▶ [DATA FOR THE TASK]:
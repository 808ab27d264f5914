//! Program selection.
//!
//! Maps a host program number onto engine NVRAM writes and decides when
//! a full device reset is unavoidable.  Three costs are distinguished,
//! cheapest first: a live program-change message (melodic-to-melodic
//! switch in melodic mode), a reset (any mode transition, any drum kit),
//! and a multi-megabyte waveform copy plus reset (expansion board
//! switch).

use wmidi::{MidiMessage, U7};

use crate::catalog::Catalog;
use crate::engine::{load_expansion_image, nvram, Engine};
use crate::rom::RomImageRegistry;
use crate::sched::{MidiScheduler, MELODIC_CHANNEL};
use crate::state::PersistentState;

/// Selection state of the controller.
#[derive(Debug, Clone, Copy, PartialEq, Eq, Default)]
pub enum Selection {
    /// No program selected since construction.
    #[default]
    None,
    /// The catalog index of the selected program.
    Program(usize),
}

/// The program-selection state machine.
#[derive(Debug, Default)]
pub struct SelectionController {
    selection: Selection,
}

impl SelectionController {
    /// A controller with no program selected.
    pub fn new() -> Self {
        Self::default()
    }

    /// The current selection.
    pub fn selection(&self) -> Selection {
        self.selection
    }

    /// The selected catalog index, if any.
    pub fn current_program(&self) -> Option<usize> {
        match self.selection {
            Selection::None => None,
            Selection::Program(index) => Some(index),
        }
    }

    /// Select the program at `index`.
    ///
    /// An out-of-range index (negative or past the end of the catalog)
    /// is ignored: invalid program numbers from a host control surface
    /// must not disrupt playback.
    pub fn select_program(
        &mut self,
        index: i32,
        catalog: &Catalog,
        registry: &RomImageRegistry,
        engine: &mut dyn Engine,
        state: &mut PersistentState,
        sched: &MidiScheduler,
    ) {
        if index < 0 {
            return;
        }
        let record = match catalog.get(index as usize) {
            Some(record) => record,
            None => return,
        };

        // Board switch: copy the target board's waveforms and reset.
        // Skipped whenever the expansion is unchanged; records without
        // an expansion never unload the current board.
        if let Some(slot) = record.expansion {
            if state.current_expansion != Some(slot) {
                let image = match registry.expansion(slot as usize) {
                    Ok(image) => image,
                    Err(err) => {
                        log::error!("cannot select program {}: {}", index, err);
                        return;
                    }
                };
                log::debug!("loading expansion {} waveforms", slot);
                load_expansion_image(engine, image.waveforms());
                state.current_expansion = Some(slot);
                engine.reset();
            }
        }

        let bytes = match registry.resolve(record.source, record.offset, record.len) {
            Ok(bytes) => bytes,
            Err(err) => {
                log::error!("cannot select program {}: {}", index, err);
                return;
            }
        };

        if record.is_drum_kit {
            state.is_drums = true;
            let nv = engine.nvram_mut();
            nv[nvram::MODE] = 0;
            nv[nvram::DRUM_WINDOW..nvram::DRUM_WINDOW + record.len].copy_from_slice(bytes);
            state.drums.copy_from_slice(bytes);
            // drum kit activation is reset-equivalent on this engine
            engine.reset();
        } else {
            state.is_drums = false;
            if engine.nvram()[nvram::MODE] != 1 {
                // first transition into melodic mode
                let nv = engine.nvram_mut();
                nv[nvram::MODE] = 1;
                nv[nvram::PATCH_WINDOW..nvram::PATCH_WINDOW + record.len].copy_from_slice(bytes);
                state.patch.copy_from_slice(bytes);
                engine.reset();
            } else {
                let nv = engine.nvram_mut();
                nv[nvram::PATCH_WINDOW..nvram::PATCH_WINDOW + record.len].copy_from_slice(bytes);
                state.patch.copy_from_slice(bytes);
                // already in melodic mode: a live program change picks
                // the rewritten patch window up without a reset
                let msg = MidiMessage::ProgramChange(MELODIC_CHANNEL, U7::from_u8_lossy(0));
                sched.dispatch(engine, msg, 0, false);
            }
        }

        self.selection = Selection::Program(index as usize);
    }
}

#[cfg(test)]
mod tests {
    use super::*;
    use crate::engine::{Engine, RamEngine, DRUM_LEN, PATCH_LEN};
    use crate::rom::ExpansionImage;

    // Minimal base ROM covering the three internal bank tables.
    fn base_rom() -> Vec<u8> {
        let mut rom = vec![0u8; 0x20000];
        // distinguishable record contents for the mirrors
        rom[0x008ce0] = 0x51; // User patch 0
        rom[0x008ce0 + PATCH_LEN] = 0x52; // User patch 1
        rom[0x00e760] = 0x61; // User drum kit
        rom
    }

    fn expansion_image() -> Vec<u8> {
        let patch_table = 0x100usize;
        let mut image = vec![0u8; patch_table + 2 * PATCH_LEN + DRUM_LEN];
        image[0x66..0x68].copy_from_slice(&2u16.to_be_bytes());
        image[0x68..0x6a].copy_from_slice(&1u16.to_be_bytes());
        image[0x8c..0x90].copy_from_slice(&(patch_table as u32).to_be_bytes());
        image[0x90..0x94].copy_from_slice(&((patch_table + 2 * PATCH_LEN) as u32).to_be_bytes());
        image[patch_table] = b'E'; // valid name byte doubles as content
        image
    }

    struct Fixture {
        catalog: Catalog,
        registry: RomImageRegistry,
        engine: RamEngine,
        state: PersistentState,
        sched: MidiScheduler,
        controller: SelectionController,
    }

    impl Fixture {
        fn new() -> Self {
            let mut registry = RomImageRegistry::new(base_rom());
            registry
                .insert_expansion(3, ExpansionImage::new(expansion_image()))
                .unwrap();
            let catalog = Catalog::build(&registry);
            Self {
                catalog,
                registry,
                engine: RamEngine::new(),
                state: PersistentState::default(),
                sched: MidiScheduler::new(48_000.0),
                controller: SelectionController::new(),
            }
        }

        fn select(&mut self, index: i32) {
            self.controller.select_program(
                index,
                &self.catalog,
                &self.registry,
                &mut self.engine,
                &mut self.state,
                &self.sched,
            );
        }
    }

    #[test]
    fn out_of_range_is_a_no_op() {
        let mut fx = Fixture::new();
        let nvram_before = fx.engine.nvram().to_vec();
        let state_before = fx.state.to_bytes();
        fx.select(-1);
        fx.select(fx.catalog.len() as i32);
        assert_eq!(fx.engine.nvram(), &nvram_before[..]);
        assert_eq!(fx.state.to_bytes(), state_before);
        assert_eq!(fx.engine.resets(), 0);
        assert!(fx.engine.events().is_empty());
        assert_eq!(fx.controller.current_program(), None);
    }

    #[test]
    fn first_melodic_selection_resets_then_switches_live() {
        let mut fx = Fixture::new();
        fx.select(0);
        assert_eq!(fx.engine.resets(), 1);
        assert_eq!(fx.engine.nvram()[nvram::MODE], 1);
        assert_eq!(fx.engine.nvram()[nvram::PATCH_WINDOW], 0x51);
        assert_eq!(fx.state.patch[0], 0x51);
        assert!(!fx.state.is_drums);
        assert!(fx.engine.events().is_empty());
        assert_eq!(fx.controller.current_program(), Some(0));

        // same mode: no further reset, live program change instead
        fx.select(1);
        assert_eq!(fx.engine.resets(), 1);
        assert_eq!(fx.engine.nvram()[nvram::PATCH_WINDOW], 0x52);
        assert_eq!(fx.engine.events().len(), 1);
        let (bytes, offset) = &fx.engine.events()[0];
        assert_eq!(bytes, &vec![0xc0, 0x00]);
        assert_eq!(*offset, 0);
        assert_eq!(fx.controller.current_program(), Some(1));
    }

    #[test]
    fn reselecting_the_same_patch_does_not_reset_again() {
        let mut fx = Fixture::new();
        fx.select(0);
        fx.select(0);
        assert_eq!(fx.engine.resets(), 1);
        assert_eq!(fx.engine.events().len(), 1);
    }

    #[test]
    fn drum_kit_always_resets() {
        let mut fx = Fixture::new();
        fx.select(64); // Internal User drum kit
        assert_eq!(fx.engine.resets(), 1);
        assert_eq!(fx.engine.nvram()[nvram::MODE], 0);
        assert_eq!(fx.engine.nvram()[nvram::DRUM_WINDOW], 0x61);
        assert_eq!(fx.state.drums[0], 0x61);
        assert!(fx.state.is_drums);

        fx.select(64);
        assert_eq!(fx.engine.resets(), 2);
    }

    #[test]
    fn expansion_switch_loads_waveforms_once() {
        let mut fx = Fixture::new();
        let first_expansion_program = (3 * 65) as i32;

        fx.select(first_expansion_program);
        // board switch reset + melodic mode transition reset
        assert_eq!(fx.engine.resets(), 2);
        assert_eq!(fx.state.current_expansion, Some(3));
        // header bytes of the board image landed in the waveform window
        assert_eq!(&fx.engine.expansion_rom()[0x66..0x68], &2u16.to_be_bytes());

        // second patch on the same board: no copy, no reset
        fx.select(first_expansion_program + 1);
        assert_eq!(fx.engine.resets(), 2);
        assert_eq!(fx.engine.events().len(), 1);
    }

    #[test]
    fn internal_selection_keeps_the_loaded_board() {
        let mut fx = Fixture::new();
        fx.select((3 * 65) as i32);
        assert_eq!(fx.state.current_expansion, Some(3));
        let resets = fx.engine.resets();

        fx.select(0); // internal patch: board stays loaded
        assert_eq!(fx.state.current_expansion, Some(3));
        assert_eq!(fx.engine.resets(), resets);
    }
}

▶ [WORK INSTRUCTION]:
Within the material above, extract exactly the lines that start at the line containing "The current selection." and stop after the line containing "if state.current_expansion != Some(slot)", and only those.

▶ [OUTPUT OF THE EXERCISE]:
    /// The current selection.
    pub fn selection(&self) -> Selection {
        self.selection
    }

    /// The selected catalog index, if any.
    pub fn current_program(&self) -> Option<usize> {
        match self.selection {
            Selection::None => None,
            Selection::Program(index) => Some(index),
        }
    }

    /// Select the program at `index`.
    ///
    /// An out-of-range index (negative or past the end of the catalog)
    /// is ignored: invalid program numbers from a host control surface
    /// must not disrupt playback.
    pub fn select_program(
        &mut self,
        index: i32,
        catalog: &Catalog,
        registry: &RomImageRegistry,
        engine: &mut dyn Engine,
        state: &mut PersistentState,
        sched: &MidiScheduler,
    ) {
        if index < 0 {
            return;
        }
        let record = match catalog.get(index as usize) {
            Some(record) => record,
            None => return,
        };

        // Board switch: copy the target board's waveforms and reset.
        // Skipped whenever the expansion is unchanged; records without
        // an expansion never unload the current board.
        if let Some(slot) = record.expansion {
            if state.current_expansion != Some(slot) {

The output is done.